Stefan tried to roll a cigarette, eventually producing a crooked weed whose ragged ends he licked so hard that the tobacco fell out. Woch, who had been pretending not to watch, took a paper and a pinch of sawdust-like tobacco between two stubby fingers, snapped his thumb up, and handed Stefan a cigarette ready to be licked. Stefan thanked him and bent over Woch’s lighter. The flame nearly burned his eyebrows, but Woch deftly moved it aside. The first puff choked Stefan, tears came to his eyes, but he tried his best to look natural. Woch pretended not to notice again. He made another cigarette for himself, lit it, and they sat silently as the smoke merged into a single blue cloud under the lamp above their heads.
“How long have you been working in this field?” Stefan asked, realizing that the question might sound foolish but unable to think of anything else. The operator puffed on his cigarette as if he had not heard, then suddenly slapped his hand down.
“I went to work when I was a boy this high,” he said, holding out his hand. “No, this high,” he said, lowering it. “In Małachowice. They didn’t have electricity yet. The French came to set up the turbines. The foreman was an honest man. When he shouted in the boiler room, you could hear him out on the ramp. But he didn’t scream at kids, he was patient and tried to teach them. The first time you went up on the high-tension circuit-breaker to dust it off—because that’s how you start—he’d show you the brush with the dead man’s hand on it. You never forgot that.”
“I don’t understand,” Stefan said.
“Just a regular paintbrush. Horsehair. That’s what you use to dust. But the current has to be off in the cables, no tension. If you forget and touch a live cable, flame shoots out and that’s it. Anyway, this was a brush from someone who forgot. A guy fresh from the village. I didn’t know him, he was before my time. His fingerprints were burned into the handle, black as coal. In fact, the corpse was black as coal from head to toe. Burned to a crisp.

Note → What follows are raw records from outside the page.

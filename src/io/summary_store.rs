use crate::config::compact_dates;
use crate::core::aggregator::{Statistic, SummaryRecord, TileTimeSeries};
use crate::io::artifact::{history_attribute, into_grid, write_atomically};
use crate::types::{IceSurfError, IceSurfResult, SceneId, SurfaceClass};
use chrono::NaiveDate;
use ndarray::{Array2, Array3, Ix3};
use std::path::{Path, PathBuf};

const UNIX_EPOCH_UNITS: &str = "days since 1970-01-01";

fn unix_epoch() -> NaiveDate {
    NaiveDate::from_ymd_opt(1970, 1, 1).unwrap_or(NaiveDate::MIN)
}

fn string_attribute(file: &netcdf::File, name: &str, path: &Path) -> IceSurfResult<String> {
    let attribute = file.attribute(name).ok_or_else(|| {
        IceSurfError::InvalidFormat(format!("No '{}' attribute in {}", name, path.display()))
    })?;
    match attribute.value()? {
        netcdf::AttrValue::Str(value) => Ok(value),
        other => Err(IceSurfError::InvalidFormat(format!(
            "Attribute '{}' in {} is not a string: {:?}",
            name,
            path.display(),
            other
        ))),
    }
}

fn write_class_axis(file: &mut netcdf::MutableFile) -> IceSurfResult<()> {
    file.add_dimension("classID", SurfaceClass::ALL.len())?;
    file.add_dimension("metric", Statistic::ALL.len())?;

    let labels: Vec<u8> = SurfaceClass::ALL.iter().map(|c| c.label()).collect();
    let abbreviations: Vec<&str> = SurfaceClass::ALL.iter().map(|c| c.abbreviation()).collect();
    let metrics: Vec<&str> = Statistic::ALL.iter().map(|s| s.name()).collect();

    {
        let mut var = file.add_variable::<u8>("classID", &["classID"])?;
        var.add_attribute("long_name", "Surface class label")?;
        var.add_attribute("abbreviations", abbreviations.join(" "))?;
        var.add_attribute("key", SurfaceClass::legend())?;
        var.put_values(&labels, None, None)?;
    }

    file.add_attribute("metrics", metrics.join(" "))?;
    Ok(())
}

/// NetCDF persistence of per-date summaries and per-tile time series
pub struct SummaryStore;

impl SummaryStore {
    pub fn summary_file_name(scene: &SceneId) -> String {
        format!("summary_data_{}_{}.nc", scene.tile, scene.compact_date())
    }

    pub fn time_series_file_name(tile: &str) -> String {
        format!("summary_data_all_dates_{}.nc", tile)
    }

    pub fn write_summary(record: &SummaryRecord, dir: &Path) -> IceSurfResult<PathBuf> {
        let path = dir.join(Self::summary_file_name(&record.scene));

        write_atomically(&path, |tmp| {
            let mut file = netcdf::create(tmp)?;
            file.add_attribute("Conventions", "CF-1.4")?;
            file.add_attribute("tile", record.scene.tile.as_str())?;
            file.add_attribute("date", record.scene.compact_date())?;
            file.add_attribute("algal_coverage", record.algal_coverage())?;
            file.add_attribute("history", history_attribute())?;
            write_class_axis(&mut file)?;

            let values: Vec<f64> = record.table.iter().copied().collect();
            let mut var = file.add_variable::<f64>("albedo_summary", &["classID", "metric"])?;
            var.set_fill_value(f64::NAN)?;
            var.add_attribute("long_name", "Albedo statistics per surface class")?;
            var.put_values(&values, None, None)?;
            Ok(())
        })?;

        log::info!("Saved summary {}", path.display());
        Ok(path)
    }

    pub fn read_summary(path: &Path) -> IceSurfResult<SummaryRecord> {
        let file = netcdf::open(path)?;
        let tile = string_attribute(&file, "tile", path)?;
        let date = string_attribute(&file, "date", path)?;
        let date = compact_dates::parse(&date).ok_or_else(|| {
            IceSurfError::InvalidFormat(format!("Invalid date '{}' in {}", date, path.display()))
        })?;

        let var = file.variable("albedo_summary").ok_or_else(|| {
            IceSurfError::InvalidFormat(format!("No summary table in {}", path.display()))
        })?;
        let table: Array2<f64> = into_grid(var.values::<f64>(None, None)?, "albedo_summary")?;

        SummaryRecord::new(SceneId::new(tile, date), table)
    }

    /// Per-date summaries of `tile` in `dir`, sorted by name. The combined
    /// time-series file and files of other tiles are not matched.
    pub fn discover_summaries(dir: &Path, tile: &str) -> IceSurfResult<Vec<PathBuf>> {
        let prefix = format!("summary_data_{}_", tile);
        let mut files = Vec::new();

        for entry in std::fs::read_dir(dir)? {
            let entry = entry?;
            let name = entry.file_name().to_string_lossy().to_string();
            let date = name
                .strip_prefix(&prefix)
                .and_then(|rest| rest.strip_suffix(".nc"));

            let is_summary = matches!(
                date,
                Some(d) if d.len() == 8
                    && d.bytes().all(|b| b.is_ascii_digit())
                    && NaiveDate::parse_from_str(d, "%Y%m%d").is_ok()
            );
            if is_summary && entry.file_type()?.is_file() {
                files.push(entry.path());
            }
        }

        files.sort();
        log::debug!("Found {} summaries for tile {}", files.len(), tile);
        Ok(files)
    }

    pub fn write_time_series(series: &TileTimeSeries, dir: &Path) -> IceSurfResult<PathBuf> {
        let path = dir.join(Self::time_series_file_name(&series.tile));
        let epoch = unix_epoch();
        let days: Vec<i32> = series
            .dates
            .iter()
            .map(|d| (*d - epoch).num_days() as i32)
            .collect();

        write_atomically(&path, |tmp| {
            let mut file = netcdf::create(tmp)?;
            file.add_attribute("Conventions", "CF-1.4")?;
            file.add_attribute("tile", series.tile.as_str())?;
            file.add_attribute("history", history_attribute())?;
            file.add_dimension("date", series.len())?;
            write_class_axis(&mut file)?;

            {
                let mut var = file.add_variable::<i32>("date", &["date"])?;
                var.add_attribute("units", UNIX_EPOCH_UNITS)?;
                var.add_attribute("calendar", "standard")?;
                var.add_attribute("standard_name", "time")?;
                var.put_values(&days, None, None)?;
            }

            let values: Vec<f64> = series.data.iter().copied().collect();
            let mut var =
                file.add_variable::<f64>("albedo_summary", &["date", "classID", "metric"])?;
            var.set_fill_value(f64::NAN)?;
            var.add_attribute("long_name", "Albedo statistics per surface class and date")?;
            var.put_values(&values, None, None)?;
            Ok(())
        })?;

        log::info!("Saved time series {}", path.display());
        Ok(path)
    }

    pub fn read_time_series(path: &Path) -> IceSurfResult<TileTimeSeries> {
        let file = netcdf::open(path)?;
        let tile = string_attribute(&file, "tile", path)?;

        let var = file.variable("date").ok_or_else(|| {
            IceSurfError::InvalidFormat(format!("No date axis in {}", path.display()))
        })?;
        let epoch = unix_epoch();
        let dates: Vec<NaiveDate> = var
            .values::<i32>(None, None)?
            .iter()
            .map(|&d| epoch + chrono::Duration::days(i64::from(d)))
            .collect();

        let var = file.variable("albedo_summary").ok_or_else(|| {
            IceSurfError::InvalidFormat(format!("No summary table in {}", path.display()))
        })?;
        let data: Array3<f64> = var
            .values::<f64>(None, None)?
            .into_dimensionality::<Ix3>()
            .map_err(|e| IceSurfError::InvalidFormat(format!("Summary table: {}", e)))?;

        Ok(TileTimeSeries { tile, dates, data })
    }
}

#[cfg(test)]
mod tests {
    use super::*;

    fn record(day: u32, fill: f64) -> SummaryRecord {
        SummaryRecord::new(
            SceneId::new("22wev", NaiveDate::from_ymd_opt(2017, 7, day).unwrap()),
            Array2::from_elem((6, 8), fill),
        )
        .unwrap()
    }

    #[test]
    fn test_file_names() {
        let scene = record(5, 0.0).scene;
        assert_eq!(SummaryStore::summary_file_name(&scene), "summary_data_22wev_20170705.nc");
        assert_eq!(
            SummaryStore::time_series_file_name("22wev"),
            "summary_data_all_dates_22wev.nc"
        );
    }

    #[test]
    fn test_summary_round_trip() {
        let dir = tempfile::tempdir().unwrap();
        let mut original = record(5, 0.5);
        original.table[[1, 1]] = f64::NAN;

        let path = SummaryStore::write_summary(&original, dir.path()).unwrap();
        let read = SummaryStore::read_summary(&path).unwrap();

        assert_eq!(read.scene, original.scene);
        assert!(read.table[[1, 1]].is_nan());
        assert_eq!(read.table[[5, 7]], 0.5);
    }

    #[test]
    fn test_discovery_skips_combined_and_foreign_files() {
        let dir = tempfile::tempdir().unwrap();
        for name in [
            "summary_data_22wev_20170705.nc",
            "summary_data_22wev_20170710.nc",
            "summary_data_all_dates_22wev.nc",
            "summary_data_22wet_20170705.nc",
            "summary_data_22wev_2017070.nc",
            ".summary_data_22wev_20170715.nc.partial",
        ] {
            std::fs::write(dir.path().join(name), b"").unwrap();
        }

        let found = SummaryStore::discover_summaries(dir.path(), "22wev").unwrap();
        let names: Vec<String> = found
            .iter()
            .map(|p| p.file_name().unwrap().to_string_lossy().to_string())
            .collect();
        assert_eq!(
            names,
            vec!["summary_data_22wev_20170705.nc", "summary_data_22wev_20170710.nc"]
        );
    }

    #[test]
    fn test_time_series_round_trip() {
        let dir = tempfile::tempdir().unwrap();
        let series =
            TileTimeSeries::from_records("22wev", vec![record(10, 2.0), record(5, 1.0)]).unwrap();

        let path = SummaryStore::write_time_series(&series, dir.path()).unwrap();
        let read = SummaryStore::read_time_series(&path).unwrap();

        assert_eq!(read, series);
        assert_eq!(read.dates[0], NaiveDate::from_ymd_opt(2017, 7, 5).unwrap());
    }
}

“Anyway,” Woch went on, “that’s the way to do it. Nobody ever learned our trade from talking. Good eyes, good hands—that’s what you need. And always look alive. I liked the work. And my boss liked me. I went from low voltage to high voltage. I worked on the lines for a while, but my heart wasn’t in it. The lines aren’t for me. Put on the irons, climb up, climb down, pull the lines, over and over again, from pole to pole. Everyone gets sick of it, so they have to keep hiring new people. Vodka is the only joy in that work. One mistake, one wrong cable, and bang! Everlasting glory.”
The half-finished cigarette stuck to his lip so he had both hands free, though he wasn’t using them at the moment.
“I worked with a guy named Józef Fijałka. All he did was drink. He was already drunk by the time he got to work and he never talked, just mumbled, but he was a good worker as long as he was on his feet. He drank from payday until his money was gone. The first half of the month, he was an angel, the second half, the hell with him. Once he disappeared right after payday. They looked everywhere and finally found him in the switching station. He’d gone to sleep right between the high-tension cables, but he was drunk and nothing happened. They picked him up by the legs and pulled him out. Very carefully. Eventually he got himself killed. It was on a transformer. I went to see him in the hospital, and he was covered with bandages. He asked me to lift up his arm, and when I did, there was nothing in his armpit. Just bones. All the flesh was gone. He died fast.”